Wednesday, January 21, 2015

A Tale of Two Presidents - Putin versus Obama

In the American mainstream media fact and fiction frequently diverge, leading to established narratives that bear little relationship to what is actually happening. The recent events in Paris have most often been described as free speech colliding with religious extremism but the reality is that existing French hate crime legislation means that the country has only very limited freedom of expression. In France you can be arrested and imprisoned or fined heavily just for saying something that the government considers to be unacceptable even if you do nothing at all beyond that.

In the United States there has been a virtual media evisceration of Russian President Vladimir Putin. He is consistently demonized as an autocratic along the lines of the country’s former Czarist rulers and it is frequently claimed that he is an ex-KGB thug and bully who seeks to muzzle the democracy in his country, to include the press and all independent political forces. He is also invariably depicted as the agent provocateur in the recent upheaval involving Ukraine.

But are the claims about Putin true or are they just the kind of pablum that is convenient to feed to a mass American audience that is essentially blissfully ignorant about what is going on in the world? With that possibility in mind, it would be useful to compare the record of the Russian president with that of our own President Barack Obama. Such an examination might well include their respective interactions in areas that most people would consider part and parcel of the essential liberties pertaining to a democratic society. They should include freedom of the press, ability to associate and organize political parties that oppose the one in power, government accountability, freedom of speech and freedom from arbitrary arrest and punishment. The respective governments should also be judged on whether their interactions with other nations are proportionate and serve actual national interests or not.

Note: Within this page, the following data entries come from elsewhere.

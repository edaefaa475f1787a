//! # Change Feed & Live Queries
//!
//! Every committed write publishes a [`ChangeEvent`] on the database's
//! [`ChangeFeed`]. Collection reads are offered as [`LiveQuery`] streams that
//! re-run their query whenever the table they read from changes.
//!
//! ## Live Query Lifecycle
//! ```text
//! ┌─────────────────────────────────────────────────────────────────────────┐
//! │  watch_all()                                                            │
//! │     │                                                                   │
//! │     ├── subscribe to feed (before first query, so nothing is missed)   │
//! │     ├── run query ──► emit snapshot #1                                 │
//! │     │                                                                   │
//! │     │   ... INSERT INTO items ... COMMIT ──► ChangeEvent(items)        │
//! │     │                                                                   │
//! │     ├── run query ──► emit snapshot #2                                 │
//! │     │                                                                   │
//! │     │   ... ChangeEvent(staff) ──► ignored (other table)               │
//! │     │                                                                   │
//! │     └── feed closed (database dropped) ──► stream ends                 │
//! │                                                                         │
//! │  Dropping the stream unsubscribes. Calling watch_all() again restarts. │
//! └─────────────────────────────────────────────────────────────────────────┘
//! ```
//!
//! A lagging subscriber (more than [`FEED_CAPACITY`] unread events) simply
//! re-queries; snapshots are always complete so no event needs replaying.

use std::future::Future;

use futures_util::stream::{self, BoxStream, StreamExt};
use tokio::sync::broadcast::{self, error::RecvError};
use tracing::trace;

use crate::error::DbResult;

/// Buffered events per subscriber.
pub const FEED_CAPACITY: usize = 256;

/// Tables that publish change events.
#[derive(Debug, Clone, Copy, PartialEq, Eq, Hash)]
pub enum Table {
    Items,
    Staff,
    CheckoutLogs,
    PendingOperations,
    FailedOperations,
}

/// What happened to the rows of a table.
#[derive(Debug, Clone, Copy, PartialEq, Eq)]
pub enum ChangeKind {
    Insert,
    Update,
    Delete,
}

/// One committed change.
#[derive(Debug, Clone, Copy, PartialEq, Eq)]
pub struct ChangeEvent {
    pub table: Table,
    pub kind: ChangeKind,
}

impl ChangeEvent {
    pub fn new(table: Table, kind: ChangeKind) -> Self {
        ChangeEvent { table, kind }
    }

    /// A new row in the outbox.
    pub fn is_enqueue(&self) -> bool {
        self.table == Table::PendingOperations && self.kind == ChangeKind::Insert
    }
}

/// Continuously updated query result.
pub type LiveQuery<T> = BoxStream<'static, DbResult<T>>;

/// Broadcast hub for committed changes.
#[derive(Debug, Clone)]
pub struct ChangeFeed {
    tx: broadcast::Sender<ChangeEvent>,
}

impl ChangeFeed {
    pub fn new() -> Self {
        let (tx, _) = broadcast::channel(FEED_CAPACITY);
        ChangeFeed { tx }
    }

    /// Publishes events after a commit. No subscribers is not an error.
    pub fn publish(&self, events: &[ChangeEvent]) {
        for event in events {
            trace!(?event, "Publishing change");
            let _ = self.tx.send(*event);
        }
    }

    pub fn subscribe(&self) -> broadcast::Receiver<ChangeEvent> {
        self.tx.subscribe()
    }

    /// Builds a live query over `table`.
    ///
    /// `query` is invoked once immediately and again after every change to
    /// `table`.
    pub fn live<T, F, Fut>(&self, table: Table, query: F) -> LiveQuery<T>
    where
        T: Send + 'static,
        F: Fn() -> Fut + Send + Sync + 'static,
        Fut: Future<Output = DbResult<T>> + Send + 'static,
    {
        let rx = self.subscribe();

        stream::unfold((rx, query, true), move |(mut rx, query, first)| async move {
            if !first && !wait_for_change(&mut rx, table).await {
                return None;
            }
            let snapshot = query().await;
            Some((snapshot, (rx, query, false)))
        })
        .boxed()
    }
}

impl Default for ChangeFeed {
    fn default() -> Self {
        Self::new()
    }
}

/// Waits for the next event touching `table`. Returns false once the feed
/// is closed.
async fn wait_for_change(rx: &mut broadcast::Receiver<ChangeEvent>, table: Table) -> bool {
    loop {
        match rx.recv().await {
            Ok(event) if event.table == table => return true,
            Ok(_) => continue,
            Err(RecvError::Lagged(skipped)) => {
                trace!(skipped, "Live query lagged, re-querying");
                return true;
            }
            Err(RecvError::Closed) => return false,
        }
    }
}
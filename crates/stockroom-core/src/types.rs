//! # Domain Types
//!
//! Core domain types used throughout Stockroom.
//!
//! ## Type Hierarchy
//! ```text
//! ┌─────────────────────────────────────────────────────────────────────────┐
//! │                         Domain Types                                    │
//! │                                                                         │
//! │  ┌─────────────────┐   ┌─────────────────┐   ┌─────────────────┐       │
//! │  │      Item       │   │      Staff      │   │   CheckoutLog   │       │
//! │  │  ─────────────  │   │  ─────────────  │   │  ─────────────  │       │
//! │  │  id (UUID)      │   │  id (UUID)      │   │  id (UUID)      │       │
//! │  │  barcode        │   │  name           │   │  item_id        │       │
//! │  │  category       │   │  department     │   │  staff_id       │       │
//! │  │  status         │   │  active         │   │  checkin_time?  │       │
//! │  └─────────────────┘   └─────────────────┘   └─────────────────┘       │
//! │                                                                         │
//! │  ┌─────────────────┐   ┌─────────────────┐   ┌─────────────────┐       │
//! │  │ PendingOperation│   │   EntityType    │   │  OperationKind  │       │
//! │  │  ─────────────  │   │  ─────────────  │   │  ─────────────  │       │
//! │  │  entity_type    │   │  Item           │   │  Insert         │       │
//! │  │  entity_id      │   │  Staff          │   │  Update         │       │
//! │  │  retry_count    │   │  CheckoutLog    │   │  Delete         │       │
//! │  └─────────────────┘   └─────────────────┘   └─────────────────┘       │
//! └─────────────────────────────────────────────────────────────────────────┘
//! ```
//!
//! ## Timestamps
//! Every timestamp is a signed epoch-millisecond integer ([`EpochMillis`]).
//! `last_modified` is bumped on each local edit; `last_sync_timestamp` is set
//! only when the record has been confirmed by the remote store.

use std::fmt;
use std::str::FromStr;

use chrono::Utc;
use serde::{Deserialize, Serialize};
use uuid::Uuid;

use crate::error::ValidationError;

/// Milliseconds since the Unix epoch.
pub type EpochMillis = i64;

/// Current wall-clock time in epoch milliseconds.
pub fn now_millis() -> EpochMillis {
    Utc::now().timestamp_millis()
}

/// Generates a new entity identifier (UUID v4, hyphenated).
pub fn new_id() -> String {
    Uuid::new_v4().to_string()
}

Press freedom is tricky. The United States has a notionally free press but it is in reality largely controlled by special and corporate interests that are not prepared to challenge the government in any serious way. It is currently ranked 46 th in the world by Reporters Without Borders freedom index, just in front of Haiti.

The Obama Administration has initiated twice as many prosecutions for violation of the Espionage Act as all previous administrations combined. The ongoing six year long pursuit of the sources of New York Times journalist James Risen suggests that the freedom to do investigative journalism in the United States is limited when it runs up against government secrecy. In yet another case, a FOX journalist James Rosen had his emails and phone records seized while twenty phone lines used by the Associated Press were monitored by federal law enforcement.